Example 2: Design an RC delay for 200ms
We want the capacitor voltage to reach 63.2% of supply (one time constant) in 200ms, so τ = 0.200 s.
If we choose C = 10μF:
R = τ / C = 0.200 / 0.00001 = 20,000 Ω = 20 kΩ
Nearest standard value: 22kΩ (gives τ = 220ms).
Example 3: Button debounce
A pushbutton bounces (rapid make/break) for about 20ms. We want the RC circuit to filter bounces shorter than 50ms.
Using C = 100nF:
R = 0.050 / 0.0000001 = 500,000 Ω = 500 kΩ
Nearest standard value: 470kΩ.
RC as a Low-Pass Filter
An RC network also acts as a low-pass filter — it passes low-frequency signals but attenuates high-frequency ones. The -3dB cutoff frequency is:
fc = 1 / (2πRC) = 1 / (2πτ)
Signals below fc pass through (almost) unchanged; signals above fc are attenuated. At exactly fc, the signal is reduced to 70.7% of its original amplitude (-3dB).
This is used to remove high-frequency noise from sensor readings (place the RC filter at the ADC input) and to band-limit audio signals.

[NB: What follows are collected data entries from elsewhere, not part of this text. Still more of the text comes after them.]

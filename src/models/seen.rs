use once_cell::sync::Lazy;
use regex::Regex;
use std::fs;
use std::io::{ErrorKind, Write};
use std::path::Path;

use crate::errors::{AppError, AppResult};

static LEDGER_LINE: Lazy<Regex> = Lazy::new(|| {
    Regex::new(r"^# (.*) --- <<(.*)>>$").expect("ledger line pattern is valid")
});

/// Identity of a feed entry across polls. Compared by exact string equality.
#[derive(Debug, Clone, PartialEq, Eq)]
pub struct EntryIdentity {
    pub title: String,
    pub published_at: String,
}

impl EntryIdentity {
    pub fn new(title: impl Into<String>, published_at: impl Into<String>) -> Self {
        Self {
            title: title.into(),
            published_at: published_at.into(),
        }
    }

    /// Parses `# <published_at> --- <<title>>`.
    pub fn parse_ledger_line(line: &str) -> AppResult<Self> {
        let captures = LEDGER_LINE
            .captures(line)
            .ok_or_else(|| AppError::format(line))?;
        Ok(Self::new(&captures[2], &captures[1]))
    }

    pub fn to_ledger_line(&self) -> String {
        format!("# {} --- <<{}>>", self.published_at, self.title)
    }
}

/// Previously notified entries, newest first.
///
/// Duplicates are allowed; nothing here enforces uniqueness.
#[derive(Debug, Clone, Default, PartialEq, Eq)]
pub struct SeenSet {
    entries: Vec<EntryIdentity>,
}

impl SeenSet {
    pub fn new(entries: Vec<EntryIdentity>) -> Self {
        Self { entries }
    }

    pub fn contains(&self, identity: &EntryIdentity) -> bool {
        self.entries.iter().any(|seen| seen == identity)
    }

    pub fn entries(&self) -> &[EntryIdentity] {
        &self.entries
    }

    pub fn len(&self) -> usize {
        self.entries.len()
    }

    pub fn is_empty(&self) -> bool {
        self.entries.is_empty()
    }

    /// Returns a new set with `newer` ahead of every existing entry.
    pub fn prepend(&self, newer: Vec<EntryIdentity>) -> Self {
        let mut entries = newer;
        entries.extend(self.entries.iter().cloned());
        Self { entries }
    }

    /// Loads a ledger file. A missing file is an empty set; any malformed
    /// line fails the whole load.
    pub fn load(path: impl AsRef<Path>) -> AppResult<Self> {
        let text = match fs::read_to_string(path.as_ref()) {
            Ok(text) => text,
            Err(e) if e.kind() == ErrorKind::NotFound => return Ok(Self::default()),
            Err(e) => return Err(e.into()),
        };

        let entries = text
            .lines()
            .map(EntryIdentity::parse_ledger_line)
            .collect::<AppResult<Vec<_>>>()?;
        Ok(Self { entries })
    }

    /// Replaces the ledger file with one line per entry, via a temp file in
    /// the same directory that is renamed over the target.
    pub fn save(&self, path: impl AsRef<Path>) -> AppResult<()> {
        let path = path.as_ref();
        let dir = match path.parent() {
            Some(parent) if !parent.as_os_str().is_empty() => parent,
            _ => Path::new("."),
        };
        fs::create_dir_all(dir)?;

        let mut text = String::new();
        for entry in &self.entries {
            text.push_str(&entry.to_ledger_line());
            text.push('\n');
        }

        let mut tmp = tempfile::NamedTempFile::new_in(dir)?;
        tmp.write_all(text.as_bytes())?;
        tmp.as_file().sync_all()?;
        tmp.persist(path).map_err(|e| AppError::Io(e.error))?;
        Ok(())
    }
}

Capacitor Types and Polarity
For RC timing circuits, common capacitor types:
| Type | Polar? | Range | Notes |
|---|---|---|---|
| Electrolytic | Yes | 1μF–10,000μF | Must observe polarity; leaky at low values |
| Tantalum | Yes | 0.1μF–1,000μF | Better than electrolytic; still observe polarity |
| Ceramic (MLCC) | No | 1pF–100μF | Preferred for small values and filters |
| Film | No | 1nF–100μF | Most stable; used in precision timing |
Electrolytic and tantalum capacitors are polarised — connect incorrectly and they can fail explosively. The negative terminal (cathode) is marked with a stripe; in circuit diagrams, the curved plate of the capacitor symbol is the negative terminal.